Figure 1. Data summary of GmLUX ChIP-seq data. (A) A circos digram showing the genomic distribution of GmLUX ChIPed peaks in the soybean genome. The red outer circle indicates the GmLUX associated genes, while the blue inner circles (two biological replicates) indicate the GmLUX enriched peaks. The yellow links indicate the homoeologous gene pairs targeted by GmLUX. (B) The GmLUX enriched profiles which have been normalized to input controls. Rep1 and Rep2 indicate two biological replicates. TSS, transcription start site; TES, transcription end site. (C) Number of GmLUX enriched peaks in each chromosome. (D) The distance from GmLUX binding sites to transcription start site (TSS) of their nearest associated gene. (E) Genomic distribution of GmLUX enriched peaks in soybean genome. Ex, exon; Pr, Promoter; DI, Distal intergenic region; Do, Downstream region; In, Intron. (F) Gene ontology (GO) enrichment analysis of the genes associated with GmLUX enriched peaks.

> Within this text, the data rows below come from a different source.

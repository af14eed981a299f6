//! Summary statistics over telemetry records

use chrono::{DateTime, Utc};
use serde::{Deserialize, Serialize};
use std::collections::BTreeMap;
use std::fmt;
use std::path::Path;

use super::record::TelemetryRecord;
use crate::error::Result;
use crate::storage::atomic_write_json;

/// Snapshot of one notable record
#[derive(Debug, Clone, PartialEq, Serialize, Deserialize)]
pub struct ItemExtreme {
    pub group_key: String,
    pub filename: String,
    pub size_bytes: u64,
    pub duration_ms: u64,
    pub resource_units: u64,
}

impl From<&TelemetryRecord> for ItemExtreme {
    fn from(record: &TelemetryRecord) -> Self {
        Self {
            group_key: record.group_key.clone(),
            filename: record.filename.clone(),
            size_bytes: record.size_bytes,
            duration_ms: record.duration_ms,
            resource_units: record.resource_units,
        }
    }
}

/// Aggregate view of the telemetry log
#[derive(Debug, Clone, PartialEq, Serialize, Deserialize)]
pub struct Summary {
    pub total_items: usize,
    pub successful: usize,
    pub failed: usize,
    pub success_rate_percent: f64,
    pub total_duration_hours: f64,
    pub avg_duration_secs: f64,
    /// Average over successful items only, used for time estimates
    pub avg_success_duration_secs: f64,
    pub total_input_tokens: u64,
    pub total_output_tokens: u64,
    pub total_resource_units: u64,
    pub avg_resource_units: f64,
    /// Remote requests across all records
    pub total_requests: u64,
    pub requests_today: u64,
    pub daily_request_limit: u64,
    pub requests_remaining_today: u64,
    pub largest_item: Option<ItemExtreme>,
    pub slowest_item: Option<ItemExtreme>,
    pub most_resource_units: Option<ItemExtreme>,
    /// Failed records per error class
    pub error_breakdown: BTreeMap<String, usize>,
    #[serde(default, skip_serializing_if = "Option::is_none")]
    pub progress: Option<ProgressEstimate>,
    pub last_updated: DateTime<Utc>,
}

/// Progress toward a target item count
#[derive(Debug, Clone, PartialEq, Serialize, Deserialize)]
pub struct ProgressEstimate {
    pub target: usize,
    pub progress_percent: f64,
    pub remaining_items: usize,
    pub estimated_remaining_hours: f64,
    /// Days needed for the remaining items at the daily request ceiling, if there is one
    pub days_needed: Option<f64>,
    pub requests_remaining_today: u64,
}

impl Summary {
    /// Fold `records` into a summary. Reads nothing and writes nothing.
    pub fn compute(records: &[TelemetryRecord], daily_limit: u64, now: DateTime<Utc>) -> Self {
        let total_items = records.len();
        let successful: Vec<&TelemetryRecord> = records.iter().filter(|r| r.success).collect();
        let failed = total_items - successful.len();

        let total_ms: u64 = records.iter().map(|r| r.duration_ms).sum();
        let success_ms: u64 = successful.iter().map(|r| r.duration_ms).sum();
        let total_resource_units: u64 = records.iter().map(|r| r.resource_units).sum();

        let today = now.date_naive();
        let requests_today: u64 = records
            .iter()
            .filter(|r| r.day() == today)
            .map(|r| u64::from(r.attempts))
            .sum();

        let mut error_breakdown = BTreeMap::new();
        for record in records.iter().filter(|r| !r.success) {
            let class = record
                .error_class
                .clone()
                .unwrap_or_else(|| "unknown".to_string());
            *error_breakdown.entry(class).or_insert(0) += 1;
        }

        Self {
            total_items,
            successful: successful.len(),
            failed,
            success_rate_percent: ratio(successful.len() as f64, total_items) * 100.0,
            total_duration_hours: total_ms as f64 / 3_600_000.0,
            avg_duration_secs: ratio(total_ms as f64 / 1000.0, total_items),
            avg_success_duration_secs: ratio(success_ms as f64 / 1000.0, successful.len()),
            total_input_tokens: records.iter().map(|r| r.input_tokens).sum(),
            total_output_tokens: records.iter().map(|r| r.output_tokens).sum(),
            total_resource_units,
            avg_resource_units: ratio(total_resource_units as f64, total_items),
            total_requests: records.iter().map(|r| u64::from(r.attempts)).sum(),
            requests_today,
            daily_request_limit: daily_limit,
            requests_remaining_today: daily_limit.saturating_sub(requests_today),
            largest_item: records.iter().max_by_key(|r| r.size_bytes).map(Into::into),
            slowest_item: records.iter().max_by_key(|r| r.duration_ms).map(Into::into),
            most_resource_units: records.iter().max_by_key(|r| r.resource_units).map(Into::into),
            error_breakdown,
            progress: None,
            last_updated: now,
        }
    }

    /// Attach a progress estimate toward `target` completed items
    pub fn with_progress(mut self, target: usize) -> Self {
        self.progress = Some(ProgressEstimate::from_summary(&self, target));
        self
    }

    /// Write as pretty JSON, replacing any previous summary atomically
    pub fn write(&self, path: &Path) -> Result<()> {
        atomic_write_json(path, self)
    }
}

impl ProgressEstimate {
    pub fn from_summary(summary: &Summary, target: usize) -> Self {
        let remaining_items = target.saturating_sub(summary.successful);
        let progress_percent = if target == 0 {
            100.0
        } else {
            (summary.successful.min(target) as f64 / target as f64) * 100.0
        };
        let days_needed = (summary.daily_request_limit > 0)
            .then(|| remaining_items as f64 / summary.daily_request_limit as f64);

        Self {
            target,
            progress_percent,
            remaining_items,
            estimated_remaining_hours: remaining_items as f64 * summary.avg_success_duration_secs
                / 3600.0,
            days_needed,
            requests_remaining_today: summary.requests_remaining_today,
        }
    }
}

fn ratio(numerator: f64, count: usize) -> f64 {
    if count == 0 {
        0.0
    } else {
        numerator / count as f64
    }
}

impl fmt::Display for Summary {
    fn fmt(&self, f: &mut fmt::Formatter<'_>) -> fmt::Result {
        writeln!(f, "Extraction summary")?;
        writeln!(
            f,
            "  Items: {}/{} succeeded ({:.1}%)",
            self.successful, self.total_items, self.success_rate_percent
        )?;
        writeln!(
            f,
            "  Requests today: {}/{} ({} remaining)",
            self.requests_today, self.daily_request_limit, self.requests_remaining_today
        )?;
        writeln!(f, "  Total time: {:.1} hours", self.total_duration_hours)?;
        writeln!(
            f,
            "  Tokens: {} in, {} out ({:.0} avg per item)",
            self.total_input_tokens, self.total_output_tokens, self.avg_resource_units
        )?;
        writeln!(f, "  Avg time per item: {:.1}s", self.avg_duration_secs)?;
        if let Some(slowest) = &self.slowest_item {
            writeln!(
                f,
                "  Slowest: {}/{} ({:.1}s)",
                slowest.group_key,
                slowest.filename,
                slowest.duration_ms as f64 / 1000.0
            )?;
        }
        if !self.error_breakdown.is_empty() {
            writeln!(f, "  Failures by class:")?;
            for (class, count) in &self.error_breakdown {
                writeln!(f, "    {}: {}", class, count)?;
            }
        }
        if let Some(progress) = &self.progress {
            writeln!(
                f,
                "  Progress: {:.1}% of {} ({} remaining, ~{:.1}h)",
                progress.progress_percent,
                progress.target,
                progress.remaining_items,
                progress.estimated_remaining_hours
            )?;
            if let Some(days) = progress.days_needed {
                writeln!(f, "  Days needed at the daily limit: {:.1}", days)?;
            }
        }
        Ok(())
    }
}

#[cfg(test)]
mod tests {
    use super::*;
    use crate::types::ItemKey;
    use chrono::TimeZone;

    fn now() -> DateTime<Utc> {
        Utc.with_ymd_and_hms(2026, 3, 1, 12, 0, 0).unwrap()
    }

    fn record(file: &str, success: bool, ms: u64, size: u64, attempts: u32) -> TelemetryRecord {
        let key = ItemKey::new("1", file);
        let mut record = if success {
            TelemetryRecord::success(&key, 0, size)
        } else {
            TelemetryRecord::failure(&key, 0, size, "timeout", "deadline")
        };
        record.timestamp = now();
        record
            .with_duration_ms(ms)
            .with_attempts(attempts)
            .with_tokens(size / 10, 10)
    }

    #[test]
    fn test_empty_log() {
        let summary = Summary::compute(&[], 100, now());
        assert_eq!(summary.total_items, 0);
        assert_eq!(summary.success_rate_percent, 0.0);
        assert_eq!(summary.requests_remaining_today, 100);
        assert!(summary.largest_item.is_none());
    }

    #[test]
    fn test_totals_and_extremes() {
        let records = vec![
            record("a.pdf", true, 2000, 1000, 1),
            record("b.pdf", true, 4000, 5000, 3),
            record("c.pdf", false, 9000, 2000, 5),
        ];
        let summary = Summary::compute(&records, 100, now());

        assert_eq!(summary.successful, 2);
        assert_eq!(summary.failed, 1);
        assert_eq!(summary.total_requests, 9);
        assert_eq!(summary.requests_today, 9);
        assert_eq!(summary.requests_remaining_today, 91);
        assert_eq!(summary.avg_duration_secs, 5.0);
        assert_eq!(summary.avg_success_duration_secs, 3.0);
        assert_eq!(summary.largest_item.as_ref().unwrap().filename, "b.pdf");
        assert_eq!(summary.slowest_item.as_ref().unwrap().filename, "c.pdf");
        assert_eq!(summary.error_breakdown.get("timeout"), Some(&1));
    }

    #[test]
    fn test_quota_never_negative() {
        let records = vec![record("a.pdf", true, 10, 10, 150)];
        let summary = Summary::compute(&records, 100, now());
        assert_eq!(summary.requests_remaining_today, 0);
    }

    #[test]
    fn test_progress_estimate() {
        let records = vec![
            record("a.pdf", true, 3_600_000, 10, 1),
            record("b.pdf", false, 10, 10, 5),
        ];
        let summary = Summary::compute(&records, 100, now()).with_progress(201);
        let progress = summary.progress.clone().unwrap();

        assert_eq!(progress.remaining_items, 200);
        assert_eq!(progress.estimated_remaining_hours, 200.0);
        assert_eq!(progress.days_needed, Some(2.0));
        assert!(summary.to_string().contains("Progress"));
    }

    #[test]
    fn test_write_summary() {
        let dir = tempfile::tempdir().unwrap();
        let path = dir.path().join("summary.json");
        let summary = Summary::compute(&[record("a.pdf", true, 10, 10, 1)], 100, now());
        summary.write(&path).unwrap();

        let back: Summary = serde_json::from_slice(&std::fs::read(&path).unwrap()).unwrap();
        assert_eq!(back.total_items, 1);
        assert_eq!(back.total_requests, summary.total_requests);
        assert_eq!(back.last_updated, summary.last_updated);
    }
}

2.2 Construction of a putative GmLUX regulatory network
To further narrow down the potential genes directly targeted by GmLUX and constructed a GmLUX regulatory network, a comprehensive integration of GmLUX ChIP-seq, co-expression and motif scanning data was conducted, resulting in the identification of 33 key genes (Figures 2A, B; Supplementary Table S4). These genes, harboring a GmLUX binding motif in their promoters, were found to be co-expressed with GmLUX and associated with GmLUX enriched peaks, such as Glyma.20G237200 and Glyma.17G230500 (Figures 2C, D). Subsequently, these genes were then used to construct a putative GmLUX regulatory network with GmLUX as the central hub (Figure 2B). In addition, flower related genes (Supplementary Table S2) were identified in this network, such as DOF (Glyma.13G062500), AP2/ERF (Glyma.02G261700), CO-like (Glyma.10G274300) and DnaJ (Glyma.08G220000) (Figure 2B), which were reported to have potential roles in regulating flower and served as potential candidate genes for further investigation.

Figure 2. Putative network mediated by the GmLUX transcription factor. (A) Venn diagram showing the number of genes shared in the GmLUX targeted genes, GmLUX expression-correlated genes and genes harboring GmLUX binding motifs. (B) Construction of a proposed GmLUX regulatory network using the 33 shared genes in (2A). Four key TFs, including DOF, AP2/ERF, CO-like and DnaJ, are marked in red text. (C) Two examples of GmLUX co-expressed genes, Glyma.20G237200 and Glyma.17G230500. FPKM: fragments per kilobase of exon model per million mapped fragments. FL, flower; Co, cotyledon; Hy, hypocotyl; Po, pod; Le, leaf; Ro, root; Se, seed; Lb, leafbud; Fb, flower bud. (D) IGV screenshot showing two GmLUX targeted genes, Glyma.20G237200 and Glyma.17G230500. Glyma.20G237200 is a dormancy/auxin associated gene, and Glyma.17G230500 is a metallothionein like gene.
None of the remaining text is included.